• [INSTRUCTIONS TO FOLLOW]:
Compute the number of lines in the following data that include the word "RetrieveOutcome", and output that number alone.

Data extracted from a collection:

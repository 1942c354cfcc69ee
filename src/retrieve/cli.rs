//! Retrieve client backed by the `sf` command-line tool.
//!
//! The CLI is spawned with `--json`, its stdout parsed into the retrieve
//! outcome, and the output directory resolved into components afterwards.
//! The child is started with `kill_on_drop` so cancellation or timeout
//! cannot leak a process.

use std::process::Stdio;
use std::sync::Arc;
use std::time::Duration;

use anyhow::{bail, Context, Result};
use async_trait::async_trait;
use serde::Deserialize;
use tokio::process::Command;
use tokio::sync::watch;
use tracing::{debug, warn};

use crate::cache::props::FileProperties;
use crate::component::resolver::ComponentResolver;
use crate::error::OrgError;

use super::{RetrieveClient, RetrieveOperation, RetrieveOutcome, RetrieveRequest};

pub const DEFAULT_RETRIEVE_TIMEOUT: Duration = Duration::from_secs(300);

/// The descriptor row the server emits for the package manifest itself; it
/// never corresponds to a retrievable component.
const PACKAGE_TYPE: &str = "Package";

#[derive(Debug, Clone)]
pub struct CliRetrieveClient {
    binary: String,
    timeout: Duration,
}

impl CliRetrieveClient {
    pub fn new(binary: impl Into<String>, timeout: Duration) -> Self {
        Self {
            binary: binary.into(),
            timeout,
        }
    }

    async fn run_retrieve(
        &self,
        request: RetrieveRequest,
        mut cancel: watch::Receiver<bool>,
    ) -> Result<RetrieveOutcome> {
        let mut command = Command::new(&self.binary);
        command
            .arg("project")
            .arg("retrieve")
            .arg("start")
            .arg("--json")
            .arg("-o")
            .arg(&request.username)
            .arg("-r")
            .arg(&request.output_dir)
            .arg("--api-version")
            .arg(&request.api_version);
        for member in &request.members {
            command.arg("-m").arg(member);
        }
        command
            .stdin(Stdio::null())
            .stdout(Stdio::piped())
            .stderr(Stdio::piped())
            .kill_on_drop(true);

        debug!(
            binary = %self.binary,
            members = request.members.len(),
            output_dir = %request.output_dir.display(),
            "starting metadata retrieve"
        );
        let child = command
            .spawn()
            .with_context(|| format!("failed to spawn {}", self.binary))?;

        let output = tokio::select! {
            result = tokio::time::timeout(self.timeout, child.wait_with_output()) => {
                match result {
                    Ok(output) => output.context("retrieve process failed")?,
                    Err(_) => {
                        return Err(OrgError::Timeout {
                            what: "metadata retrieve".to_string(),
                        }
                        .into())
                    }
                }
            }
            // A dropped handle counts as cancellation too; the child dies
            // with the dropped future.
            _ = cancel.wait_for(|c| *c) => {
                return Err(OrgError::Cancelled.into());
            }
        };

        let stdout = String::from_utf8_lossy(&output.stdout);
        let (success, file_properties) = parse_retrieve_output(stdout.trim())?;
        if !success {
            warn!(username = %request.username, "retrieve reported failure");
            return Ok(RetrieveOutcome::default());
        }

        let output_dir = request.output_dir.clone();
        let components = tokio::task::spawn_blocking(move || {
            ComponentResolver::for_directory(&output_dir).resolve_path(&output_dir)
        })
        .await
        .context("cache resolution task panicked")??;

        Ok(RetrieveOutcome {
            success,
            file_properties,
            components: components.into_components(),
        })
    }
}

#[async_trait]
impl RetrieveClient for CliRetrieveClient {
    async fn retrieve(&self, request: &RetrieveRequest) -> Result<RetrieveOperation> {
        let (cancel_tx, cancel_rx) = watch::channel(false);
        let cancel_tx = Arc::new(cancel_tx);
        let client = self.clone();
        let request = request.clone();
        let task = tokio::spawn(async move { client.run_retrieve(request, cancel_rx).await });
        Ok(RetrieveOperation::new(task, cancel_tx))
    }
}

// ─── CLI output parsing ──────────────────────────────────────────────────────

#[derive(Debug, Deserialize)]
struct CliEnvelope {
    status: i64,
    #[serde(default)]
    result: Option<CliRetrieveResult>,
    #[serde(default)]
    message: Option<String>,
}

#[derive(Debug, Deserialize)]
#[serde(rename_all = "camelCase")]
struct CliRetrieveResult {
    #[serde(default)]
    success: bool,
    #[serde(default)]
    file_properties: Option<OneOrMany<FileProperties>>,
}

/// Legacy metadata responses collapse single-element arrays to a bare
/// object.
#[derive(Debug, Deserialize)]
#[serde(untagged)]
enum OneOrMany<T> {
    Many(Vec<T>),
    One(T),
}

impl<T> From<OneOrMany<T>> for Vec<T> {
    fn from(value: OneOrMany<T>) -> Self {
        match value {
            OneOrMany::Many(items) => items,
            OneOrMany::One(item) => vec![item],
        }
    }
}

fn parse_retrieve_output(raw: &str) -> Result<(bool, Vec<FileProperties>)> {
    if raw.is_empty() {
        bail!("retrieve produced no output");
    }
    let envelope: CliEnvelope =
        serde_json::from_str(raw).context("failed to parse retrieve output")?;
    if envelope.status != 0 {
        return Err(OrgError::Cli {
            message: envelope
                .message
                .unwrap_or_else(|| format!("retrieve exited with status {}", envelope.status)),
        }
        .into());
    }
    let Some(result) = envelope.result else {
        return Ok((false, Vec::new()));
    };
    let mut properties: Vec<FileProperties> =
        result.file_properties.map(Vec::from).unwrap_or_default();
    properties.retain(|p| p.type_name != PACKAGE_TYPE);
    Ok((result.success, properties))
}

#[cfg(test)]
mod tests {
    use super::*;

    #[test]
    fn parses_a_property_array() {
        let raw = r#"{
            "status": 0,
            "result": {
                "success": true,
                "fileProperties": [
                    {"fullName": "Foo", "type": "ApexClass", "lastModifiedDate": "2024-01-01T00:00:00.000Z"},
                    {"fullName": "package.xml", "type": "Package", "lastModifiedDate": "2024-01-01T00:00:00.000Z"}
                ]
            }
        }"#;
        let (success, props) = parse_retrieve_output(raw).unwrap();
        assert!(success);
        // the manifest descriptor row is dropped
        assert_eq!(props.len(), 1);
        assert_eq!(props[0].full_name, "Foo");
    }

    #[test]
    fn parses_a_collapsed_single_property() {
        let raw = r#"{
            "status": 0,
            "result": {
                "success": true,
                "fileProperties": {"fullName": "Foo", "type": "ApexClass", "lastModifiedDate": "2024-01-01T00:00:00.000Z"}
            }
        }"#;
        let (_, props) = parse_retrieve_output(raw).unwrap();
        assert_eq!(props.len(), 1);
    }

    #[test]
    fn nonzero_status_surfaces_the_cli_message() {
        let raw = r#"{"status": 1, "message": "No org configured"}"#;
        let err = parse_retrieve_output(raw).unwrap_err();
        match err.downcast_ref::<OrgError>() {
            Some(OrgError::Cli { message }) => assert_eq!(message, "No org configured"),
            other => panic!("unexpected error: {other:?}"),
        }
    }

    #[test]
    fn empty_output_is_an_error() {
        assert!(parse_retrieve_output("").is_err());
    }

    #[test]
    fn missing_result_payload_is_a_failed_outcome() {
        let (success, props) = parse_retrieve_output(r#"{"status": 0}"#).unwrap();
        assert!(!success);
        assert!(props.is_empty());
    }
}
//! Metadata cache service — retrieves remote components into a per-identity
//! cache directory and produces the paired local/remote contexts every
//! downstream diff consumes.
//!
//! The cache directory is keyed by org username and cleared unconditionally
//! before every retrieve; concurrent retrieves for the same identity are not
//! guarded (single-caller assumption).

pub mod props;

use std::path::{Path, PathBuf};
use std::sync::Arc;

use anyhow::{Context, Result};
use serde::Serialize;
use tracing::{debug, info};

use crate::component::manifest::PackageManifest;
use crate::component::resolver::ComponentResolver;
use crate::component::{Component, ComponentSet};
use crate::observability::LatencyTracker;
use crate::retrieve::{RetrieveClient, RetrieveOperation, RetrieveOutcome, RetrieveRequest};

use props::{FileProperties, PropertyFile};

/// Classification of the user's original selection.
#[derive(Debug, Clone, Copy, PartialEq, Eq, Serialize)]
#[serde(rename_all = "lowercase")]
pub enum PathType {
    Folder,
    Individual,
    Manifest,
    Unknown,
}

/// A provenance-tagged component collection: one per side of a diff.
#[derive(Debug, Clone)]
pub struct MetadataContext {
    pub base_directory: PathBuf,
    /// Relative path shared by all members, possibly empty.
    pub common_root: String,
    pub components: Vec<Component>,
}

/// Everything a cache load produces; discarded once the caller has
/// consumed it.
#[derive(Debug, Clone)]
pub struct MetadataCacheResult {
    pub selected_path: PathBuf,
    pub selected_type: PathType,
    pub cache: MetadataContext,
    pub cache_prop_path: PathBuf,
    pub properties: Vec<FileProperties>,
    pub project: MetadataContext,
}

pub struct MetadataCacheService {
    retriever: Arc<dyn RetrieveClient>,
    resolver: ComponentResolver,
    username: String,
    cache_root: PathBuf,
    api_version: String,
    // Per-operation state, set by initialize().
    component_path: PathBuf,
    project_path: PathBuf,
    is_manifest: bool,
    source_components: ComponentSet,
}

impl MetadataCacheService {
    pub fn new(
        retriever: Arc<dyn RetrieveClient>,
        resolver: ComponentResolver,
        username: impl Into<String>,
        cache_root: PathBuf,
        api_version: impl Into<String>,
    ) -> Self {
        Self {
            retriever,
            resolver,
            username: username.into(),
            cache_root,
            api_version: api_version.into(),
            component_path: PathBuf::new(),
            project_path: PathBuf::new(),
            is_manifest: false,
            source_components: ComponentSet::new(),
        }
    }

    /// Pure configuration for one load operation; no I/O happens here.
    pub fn initialize(&mut self, component_path: &Path, project_path: &Path, is_manifest: bool) {
        self.component_path = component_path.to_path_buf();
        self.project_path = project_path.to_path_buf();
        self.is_manifest = is_manifest;
        self.source_components = ComponentSet::new();
    }

    /// Cache directory for this identity.
    pub fn cache_path(&self) -> PathBuf {
        self.cache_root.join(&self.username)
    }

    /// Resolve the configured selector into local components, scoped to the
    /// project's package directories. Empty when nothing resolves.
    pub async fn get_source_components(&mut self) -> Result<ComponentSet> {
        let resolver = self.resolver.clone();
        let selector = self.component_path.clone();
        let is_manifest = self.is_manifest;
        let components = tokio::task::spawn_blocking(move || {
            if is_manifest {
                let manifest = PackageManifest::load(&selector)?;
                resolver.resolve_manifest(&manifest)
            } else {
                resolver.resolve_path(&selector)
            }
        })
        .await
        .context("component resolution task panicked")??;
        self.source_components = components.clone();
        Ok(components)
    }

    /// Clear the identity's cache directory (destructive, never merged) and
    /// start a retrieve scoped to the resolved components.
    pub async fn create_retrieve_operation(
        &self,
        components: &ComponentSet,
    ) -> Result<RetrieveOperation> {
        let cache_path = self.cache_path();
        clear_directory(&cache_path).await?;
        let request = RetrieveRequest {
            username: self.username.clone(),
            members: components.member_strings(),
            output_dir: cache_path,
            api_version: self.api_version.clone(),
        };
        self.retriever.retrieve(&request).await
    }

    /// Selector resolution → retrieve → poll-to-completion → result
    /// assembly. `None` when the selector resolves to no components.
    pub async fn load_cache(
        &mut self,
        component_path: &Path,
        project_path: &Path,
        is_manifest: bool,
    ) -> Result<Option<MetadataCacheResult>> {
        let tracker = LatencyTracker::start("cache.load");
        let result = self
            .load_cache_inner(component_path, project_path, is_manifest)
            .await;
        tracker.finish();
        result
    }

    async fn load_cache_inner(
        &mut self,
        component_path: &Path,
        project_path: &Path,
        is_manifest: bool,
    ) -> Result<Option<MetadataCacheResult>> {
        self.initialize(component_path, project_path, is_manifest);
        let components = self.get_source_components().await?;
        if components.is_empty() {
            debug!(
                selector = %self.component_path.display(),
                "selection resolved to no components"
            );
            return Ok(None);
        }
        let operation = self.create_retrieve_operation(&components).await?;
        let outcome = operation.wait().await?;
        self.process_results(&outcome)
    }

    /// Extract server properties from a completed retrieve, persist them to
    /// the side-file, compute both common roots, and classify the selector.
    /// `None` for an empty or failed outcome.
    pub fn process_results(
        &self,
        outcome: &RetrieveOutcome,
    ) -> Result<Option<MetadataCacheResult>> {
        if !outcome.success || outcome.components.is_empty() {
            return Ok(None);
        }
        let cache_path = self.cache_path();
        let property_file = PropertyFile {
            component_path: self.component_path.clone(),
            file_properties: outcome.file_properties.clone(),
        };
        let cache_prop_path = property_file.save(&cache_path)?;
        let cache_common = find_longest_common_dir(&outcome.components, &cache_path);
        let project_common =
            find_longest_common_dir(self.source_components.components(), &self.project_path);
        let selected_type = classify_selector(&self.component_path, self.is_manifest);
        info!(
            username = %self.username,
            components = outcome.components.len(),
            cache_root = %cache_common,
            project_root = %project_common,
            "metadata cache loaded"
        );
        Ok(Some(MetadataCacheResult {
            selected_path: self.component_path.clone(),
            selected_type,
            cache: MetadataContext {
                base_directory: cache_path,
                common_root: cache_common,
                components: outcome.components.clone(),
            },
            cache_prop_path,
            properties: outcome.file_properties.clone(),
            project: MetadataContext {
                base_directory: self.project_path.clone(),
                common_root: project_common,
                components: self.source_components.components().to_vec(),
            },
        }))
    }

    /// Delete the identity's cache directory entirely.
    pub async fn clear_cache(&self) -> Result<()> {
        let cache_path = self.cache_path();
        match tokio::fs::remove_dir_all(&cache_path).await {
            Ok(()) => Ok(()),
            Err(e) if e.kind() == std::io::ErrorKind::NotFound => Ok(()),
            Err(e) => Err(e)
                .with_context(|| format!("failed to clear cache {}", cache_path.display())),
        }
    }
}

async fn clear_directory(path: &Path) -> Result<()> {
    match tokio::fs::remove_dir_all(path).await {
        Ok(()) => {}
        Err(e) if e.kind() == std::io::ErrorKind::NotFound => {}
        Err(e) => {
            return Err(e).with_context(|| format!("failed to clear {}", path.display()));
        }
    }
    tokio::fs::create_dir_all(path)
        .await
        .with_context(|| format!("failed to create {}", path.display()))
}

/// Longest common directory prefix of the components' locations relative to
/// `base_dir`.
///
/// A raw byte-prefix match against the first path, shrunk at the first
/// mismatch with each subsequent path; only a trailing separator is trimmed,
/// so the result can end mid-segment when sibling directory names share a
/// prefix.
pub fn find_longest_common_dir(components: &[Component], base_dir: &Path) -> String {
    if components.is_empty() {
        return String::new();
    }
    if components.len() == 1 {
        return relative_dir(&components[0], base_dir);
    }
    let paths: Vec<String> = components
        .iter()
        .map(|c| relative_dir(c, base_dir))
        .collect();
    let baseline = paths[0].as_bytes();
    let mut shortest = baseline.len();
    for sample in &paths[1..] {
        let sample = sample.as_bytes();
        shortest = shortest.min(sample.len());
        for position in 0..shortest {
            if baseline[position] != sample[position] {
                shortest = position;
                break;
            }
        }
    }
    let prefix = String::from_utf8_lossy(&baseline[..shortest]);
    prefix
        .strip_suffix(std::path::MAIN_SEPARATOR)
        .unwrap_or(&prefix)
        .to_string()
}

/// Component directory relative to `base_dir`; empty when the component has
/// no paths or lies outside the base.
fn relative_dir(component: &Component, base_dir: &Path) -> String {
    component
        .directory()
        .and_then(|dir| dir.strip_prefix(base_dir).ok())
        .map(|rel| rel.to_string_lossy().into_owned())
        .unwrap_or_default()
}

fn classify_selector(path: &Path, is_manifest: bool) -> PathType {
    if is_manifest {
        return PathType::Manifest;
    }
    match std::fs::metadata(path) {
        Ok(meta) if meta.is_dir() => PathType::Folder,
        Ok(_) => PathType::Individual,
        Err(_) => PathType::Unknown,
    }
}
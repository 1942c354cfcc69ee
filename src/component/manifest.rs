//! Package manifest — the JSON selector listing metadata types and members.
//!
//! Shape: `{ "version": "61.0", "types": [{ "name": "ApexClass",
//! "members": ["Foo", "Bar"] }] }`. A member of `*` selects every component
//! of the type.

use std::path::Path;

use anyhow::{Context, Result};
use serde::{Deserialize, Serialize};

pub const WILDCARD: &str = "*";

#[derive(Debug, Clone, Serialize, Deserialize)]
pub struct PackageManifest {
    #[serde(default)]
    pub version: Option<String>,
    pub types: Vec<ManifestType>,
}

#[derive(Debug, Clone, Serialize, Deserialize)]
pub struct ManifestType {
    pub name: String,
    pub members: Vec<String>,
}

impl PackageManifest {
    pub fn load(path: &Path) -> Result<Self> {
        let contents = std::fs::read_to_string(path)
            .with_context(|| format!("failed to read manifest {}", path.display()))?;
        serde_json::from_str(&contents)
            .with_context(|| format!("failed to parse manifest {}", path.display()))
    }

    /// True when the manifest names this component, exactly or via `*`.
    pub fn contains(&self, type_name: &str, full_name: &str) -> bool {
        self.types.iter().any(|t| {
            t.name == type_name
                && t.members
                    .iter()
                    .any(|m| m == WILDCARD || m == full_name)
        })
    }
}

#[cfg(test)]
mod tests {
    use super::*;

    #[test]
    fn parses_and_matches_members() {
        let manifest: PackageManifest = serde_json::from_str(
            r#"{
                "version": "61.0",
                "types": [
                    { "name": "ApexClass", "members": ["Foo", "Bar"] },
                    { "name": "CustomObject", "members": ["*"] }
                ]
            }"#,
        )
        .unwrap();
        assert_eq!(manifest.version.as_deref(), Some("61.0"));
        assert!(manifest.contains("ApexClass", "Foo"));
        assert!(!manifest.contains("ApexClass", "Baz"));
        assert!(manifest.contains("CustomObject", "Anything"));
        assert!(!manifest.contains("ApexTrigger", "Foo"));
    }
}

• [EXERCISE ANSWER]:
6